Question de Mme OLLIVIER Mathilde (Français établis hors de France - GEST) publiée le 05/02/2026

Mme Mathilde Ollivier attire l'attention de M. le ministre de l'Europe et des affaires étrangères sur les dysfonctionnements constatés dans la mise en oeuvre de la protection sociale complémentaire (PSC) pour les agents du ministère et les personnels détachés auprès de l'Agence pour l'enseignement français à l'étranger depuis le 1er janvier.

Dès novembre 2025, de nombreux agents ont fait état de difficultés lors du parcours d'adhésion. Depuis le 1er janvier, ces difficultés se sont amplifiées avec des retards importants voire des impossibilités d'accès aux remboursements, ainsi qu'une communication erratique entre les organismes, d'autant que la multiplication des plateformes oblige désormais à jongler entre trois interfaces au lieu d'une précédemment. Cette fragmentation génère une complexité considérable.

L'accès aux remboursements est particulièrement problématique. L'obligation de créer un compte Ameli conditionnée à la mise à jour d'une carte vitale rend les démarches impossibles depuis l'étranger. Par ailleurs, les limitations imposées par la Caisse nationale d'assurance maladie, notamment le plafonnement à deux demandes tous les quinze jours, sont inadaptées aux réalités de l'étranger et pénalisent les agents en congé maladie, en congé maternité ou confrontés à des soins lourds.
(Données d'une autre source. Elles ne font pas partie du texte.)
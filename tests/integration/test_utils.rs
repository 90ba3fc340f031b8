//! Shared test utilities for integration tests
//!
//! A scripted in-process provider for generation tests, plus a minimal blocking HTTP
//! server that speaks just enough of the chat-completions protocol for wire and CLI tests.

use async_trait::async_trait;
use companion_seed::catalog::Category;
use companion_seed::config::OwnerConfig;
use companion_seed::error::ProviderError;
use companion_seed::prompt::PromptKind;
use companion_seed::provider::{
    ChatMessage, CompletionOptions, CompletionResponse, ModelProviderClient, TokenUsage,
};
use companion_seed::roster::EntityDescriptor;
use parking_lot::Mutex;
use std::collections::{HashMap, HashSet};
use std::io::{Read, Write};
use std::net::TcpListener;
use std::path::{Path, PathBuf};
use std::process::Command;
use std::thread::JoinHandle;

/// Replies keyed by exact prompt text. Prompts in the failing set return an error.
#[derive(Default)]
pub struct ScriptedProvider {
    replies: HashMap<String, String>,
    failing: HashSet<String>,
    calls: Mutex<Vec<String>>,
}

impl ScriptedProvider {
    pub fn reply(mut self, name: &str, kind: PromptKind, text: &str) -> Self {
        self.replies.insert(kind.render(name), text.to_string());
        self
    }

    pub fn fail(mut self, name: &str, kind: PromptKind) -> Self {
        self.failing.insert(kind.render(name));
        self
    }

    /// Prompt texts in the order they were sent.
    pub fn calls(&self) -> Vec<String> {
        self.calls.lock().clone()
    }
}

#[async_trait]
impl ModelProviderClient for ScriptedProvider {
    async fn complete(
        &self,
        messages: Vec<ChatMessage>,
        _options: CompletionOptions,
    ) -> Result<CompletionResponse, ProviderError> {
        let prompt = messages
            .into_iter()
            .next()
            .map(|m| m.content)
            .unwrap_or_default();
        self.calls.lock().push(prompt.clone());
        if self.failing.contains(&prompt) {
            return Err(ProviderError::RateLimit("scripted failure".to_string()));
        }
        Ok(CompletionResponse {
            content: self
                .replies
                .get(&prompt)
                .cloned()
                .unwrap_or_else(|| "Scripted reply".to_string()),
            model: "scripted".to_string(),
            usage: TokenUsage::default(),
            finish_reason: Some("stop".to_string()),
        })
    }

    fn provider_name(&self) -> &str {
        "scripted"
    }

    fn model_name(&self) -> &str {
        "scripted"
    }
}

pub fn owner() -> OwnerConfig {
    OwnerConfig {
        id: "user_seed".to_string(),
        name: "Seed Owner".to_string(),
        src: String::new(),
    }
}

pub fn write_categories(dir: &Path, categories: &[(&str, &str)]) -> PathBuf {
    let categories: Vec<Category> = categories
        .iter()
        .map(|(id, name)| Category {
            id: id.to_string(),
            name: name.to_string(),
        })
        .collect();
    let path = dir.join("Category.json");
    std::fs::write(&path, serde_json::to_string(&categories).unwrap()).unwrap();
    path
}

pub fn write_roster(dir: &Path, entities: &[(&str, &str)]) -> PathBuf {
    let entities: Vec<EntityDescriptor> = entities
        .iter()
        .map(|(name, category)| EntityDescriptor::new(*name, *category))
        .collect();
    let path = dir.join("roster.json");
    std::fs::write(&path, serde_json::to_string(&entities).unwrap()).unwrap();
    path
}

/// The companion-seed binary with an isolated config home and no inherited key, proxy or overrides.
pub fn companion_seed_command(workspace: &Path) -> Command {
    let config_home = workspace.join(".xdg-config");
    std::fs::create_dir_all(&config_home).unwrap();
    let mut command = Command::new(env!("CARGO_BIN_EXE_companion-seed"));
    command.env("XDG_CONFIG_HOME", &config_home);
    for var in [
        "OPENAI_API_KEY",
        "COMPANION_SEED_ENV",
        "COMPANION_SEED_LOG",
        "HTTP_PROXY",
        "http_proxy",
        "HTTPS_PROXY",
        "https_proxy",
        "ALL_PROXY",
        "all_proxy",
        "NO_PROXY",
        "no_proxy",
    ] {
        command.env_remove(var);
    }
    command.arg("--workspace").arg(workspace).arg("--quiet");
    command
}

pub fn write_workspace_config(workspace: &Path, body: &str) {
    let dir = workspace.join("config");
    std::fs::create_dir_all(&dir).unwrap();
    std::fs::write(dir.join("config.toml"), body).unwrap();
}

/// A request as seen by [`FakeChatServer`].
#[derive(Debug, Clone)]
pub struct CapturedRequest {
    pub request_line: String,
    pub headers: Vec<(String, String)>,
    pub body: String,
}

impl CapturedRequest {
    pub fn header(&self, name: &str) -> Option<&str> {
        self.headers
            .iter()
            .find(|(key, _)| key.eq_ignore_ascii_case(name))
            .map(|(_, value)| value.as_str())
    }

    /// Content of the first chat message in the request body.
    pub fn prompt(&self) -> String {
        let body: serde_json::Value = serde_json::from_str(&self.body).unwrap();
        body["messages"][0]["content"]
            .as_str()
            .unwrap_or_default()
            .to_string()
    }
}

/// Serves a fixed number of connections, one request each, on a background thread.
pub struct FakeChatServer {
    pub base_url: String,
    handle: JoinHandle<Vec<CapturedRequest>>,
}

impl FakeChatServer {
    pub fn start<F>(connections: usize, respond: F) -> Self
    where
        F: Fn(&CapturedRequest) -> (u16, String) + Send + 'static,
    {
        let listener = TcpListener::bind("127.0.0.1:0").unwrap();
        let base_url = format!("http://{}", listener.local_addr().unwrap());
        let handle = std::thread::spawn(move || {
            let mut captured = Vec::new();
            for _ in 0..connections {
                let (mut stream, _) = listener.accept().unwrap();
                let request = read_request(&mut stream);
                let (status, body) = respond(&request);
                let response = format!(
                    "HTTP/1.1 {} {}\r\nContent-Type: application/json\r\nContent-Length: {}\r\nConnection: close\r\n\r\n{}",
                    status,
                    reason(status),
                    body.len(),
                    body
                );
                stream.write_all(response.as_bytes()).unwrap();
                stream.flush().unwrap();
                captured.push(request);
            }
            captured
        });
        Self { base_url, handle }
    }

    /// Wait for all connections to be served and return what was received.
    pub fn finish(self) -> Vec<CapturedRequest> {
        self.handle.join().unwrap()
    }
}

/// A chat-completions success body with a single choice.
pub fn completion_body(content: &str) -> String {
    serde_json::json!({
        "id": "chatcmpl-test",
        "object": "chat.completion",
        "model": "gpt-4",
        "choices": [{
            "index": 0,
            "message": { "role": "assistant", "content": content },
            "finish_reason": "stop"
        }],
        "usage": { "prompt_tokens": 12, "completion_tokens": 5, "total_tokens": 17 }
    })
    .to_string()
}

fn reason(status: u16) -> &'static str {
    match status {
        200 => "OK",
        401 => "Unauthorized",
        404 => "Not Found",
        429 => "Too Many Requests",
        _ => "Internal Server Error",
    }
}

fn read_request(stream: &mut std::net::TcpStream) -> CapturedRequest {
    let mut buffer = Vec::new();
    let mut chunk = [0u8; 4096];
    let header_end = loop {
        let read = stream.read(&mut chunk).unwrap();
        assert!(read > 0, "connection closed before headers were complete");
        buffer.extend_from_slice(&chunk[..read]);
        if let Some(pos) = buffer.windows(4).position(|w| w == b"\r\n\r\n") {
            break pos;
        }
    };

    let head = String::from_utf8_lossy(&buffer[..header_end]).to_string();
    let mut lines = head.split("\r\n");
    let request_line = lines.next().unwrap_or_default().to_string();
    let headers: Vec<(String, String)> = lines
        .filter_map(|line| line.split_once(':'))
        .map(|(key, value)| (key.trim().to_string(), value.trim().to_string()))
        .collect();
    let content_length = headers
        .iter()
        .find(|(key, _)| key.eq_ignore_ascii_case("content-length"))
        .and_then(|(_, value)| value.parse::<usize>().ok())
        .unwrap_or(0);

    let body_start = header_end + 4;
    while buffer.len() < body_start + content_length {
        let read = stream.read(&mut chunk).unwrap();
        assert!(read > 0, "connection closed before body was complete");
        buffer.extend_from_slice(&chunk[..read]);
    }
    let body = String::from_utf8_lossy(&buffer[body_start..body_start + content_length]).to_string();

    CapturedRequest {
        request_line,
        headers,
        body,
    }
}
Ces dysfonctionnements s'ajoutent à une dégradation substantielle de la protection elle-même. La limitation de la prise en charge à 90 % des frais, y compris en cas d'hospitalisation, constitue une régression par rapport aux dispositifs antérieurs. Dans de nombreux pays où les coûts médicaux dépassent largement ceux pratiqués en France, ce plafonnement engendre des restes à charge exorbitants, au point que certains agents reconsidèrent leur maintien en poste. Cette situation est aggravée par l'augmentation significative du coût des cotisations pour les ayants droit et par l'absence d'offre collective adaptée à l'étranger. S'agissant spécifiquement de l'AEFE, cette mise en oeuvre intervient dans un contexte budgétaire déjà contraint, marqué par une baisse de 4,5 millions d'euros de l'indemnité spécifique de vie locale votée au conseil d'administration de décembre 2025.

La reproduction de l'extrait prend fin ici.